- EXTRACTED INFORMATION:

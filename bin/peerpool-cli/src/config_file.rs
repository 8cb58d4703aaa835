use std::time::Duration;

use peerpool_wire::PoolConfig;
use serde::Deserialize;

use crate::error::CliError;

#[derive(Default, Debug, Deserialize, PartialEq)]
pub struct Pool {
    pub min_size: Option<usize>,
    pub max_size: Option<usize>,
    pub max_retries: Option<u32>,
    pub consensus_size: Option<usize>,
    /// Peers to use instead of the DNS seeds
    pub peers: Option<Vec<String>>,
}

#[derive(Default, Debug, Deserialize, PartialEq)]
/// Timeouts are in seconds
pub struct Connection {
    pub user_agent: Option<String>,
    pub request_timeout: Option<u64>,
    pub idle_timeout: Option<u64>,
    pub handshake_timeout: Option<u64>,
    pub connect_timeout: Option<u64>,
}

#[derive(Default, Debug, Deserialize, PartialEq)]
pub struct ConfigFile {
    #[serde(default)]
    pub pool: Pool,
    #[serde(default)]
    pub connection: Connection,
}

impl ConfigFile {
    pub fn from_file(filename: &str) -> Result<Self, CliError> {
        let file = std::fs::read_to_string(filename)?;
        Ok(toml::from_str(&file)?)
    }

    /// Overwrites every setting of `config` this file sets
    pub fn apply(&self, config: &mut PoolConfig) {
        let pool = &self.pool;
        if let Some(min_size) = pool.min_size {
            config.min_size = min_size;
        }
        if let Some(max_size) = pool.max_size {
            config.max_size = max_size;
        }
        if let Some(max_retries) = pool.max_retries {
            config.max_retries = max_retries;
        }
        if let Some(consensus_size) = pool.consensus_size {
            config.consensus_size = consensus_size;
        }

        let connection = &self.connection;
        if let Some(user_agent) = &connection.user_agent {
            config.connection.user_agent = user_agent.clone();
        }
        if let Some(secs) = connection.request_timeout {
            config.connection.request_timeout = Duration::from_secs(secs);
        }
        if let Some(secs) = connection.idle_timeout {
            config.connection.idle_timeout = Duration::from_secs(secs);
        }
        if let Some(secs) = connection.handshake_timeout {
            config.connection.handshake_timeout = Duration::from_secs(secs);
        }
        if let Some(secs) = connection.connect_timeout {
            config.connection.connect_timeout = Duration::from_secs(secs);
        }
    }
}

- EXERCISE PROMPT:
Write out the records. Leave nothing out and change nothing.

- EXERCISE RESULT:
filename bin/peerpool-cli/src/config_file.rs
repository 8cb58d4703aaa835
use std::time::Duration;

use peerpool_wire::PoolConfig;
use serde::Deserialize;

use crate::error::CliError;

#[derive(Default, Debug, Deserialize, PartialEq)]
pub struct Pool {
    pub min_size: Option<usize>,
    pub max_size: Option<usize>,
    pub max_retries: Option<u32>,
    pub consensus_size: Option<usize>,
    /// Peers to use instead of the DNS seeds
    pub peers: Option<Vec<String>>,
}

#[derive(Default, Debug, Deserialize, PartialEq)]
/// Timeouts are in seconds
pub struct Connection {
    pub user_agent: Option<String>,
    pub request_timeout: Option<u64>,
    pub idle_timeout: Option<u64>,
    pub handshake_timeout: Option<u64>,
    pub connect_timeout: Option<u64>,
}

#[derive(Default, Debug, Deserialize, PartialEq)]
pub struct ConfigFile {
    #[serde(default)]
    pub pool: Pool,
    #[serde(default)]
    pub connection: Connection,
}

impl ConfigFile {
    pub fn from_file(filename: &str) -> Result<Self, CliError> {
        let file = std::fs::read_to_string(filename)?;
        Ok(toml::from_str(&file)?)
    }

    /// Overwrites every setting of `config` this file sets
    pub fn apply(&self, config: &mut PoolConfig) {
        let pool = &self.pool;
        if let Some(min_size) = pool.min_size {
            config.min_size = min_size;
        }
        if let Some(max_size) = pool.max_size {
            config.max_size = max_size;
        }
        if let Some(max_retries) = pool.max_retries {
            config.max_retries = max_retries;
        }
        if let Some(consensus_size) = pool.consensus_size {
            config.consensus_size = consensus_size;
        }

        let connection = &self.connection;
        if let Some(user_agent) = &connection.user_agent {
            config.connection.user_agent = user_agent.clone();
        }
        if let Some(secs) = connection.request_timeout {
            config.connection.request_timeout = Duration::from_secs(secs);
        }
        if let Some(secs) = connection.idle_timeout {
            config.connection.idle_timeout = Duration::from_secs(secs);
        }
        if let Some(secs) = connection.handshake_timeout {
            config.connection.handshake_timeout = Duration::from_secs(secs);
        }
        if let Some(secs) = connection.connect_timeout {
            config.connection.connect_timeout = Duration::from_secs(secs);
        }
    }
}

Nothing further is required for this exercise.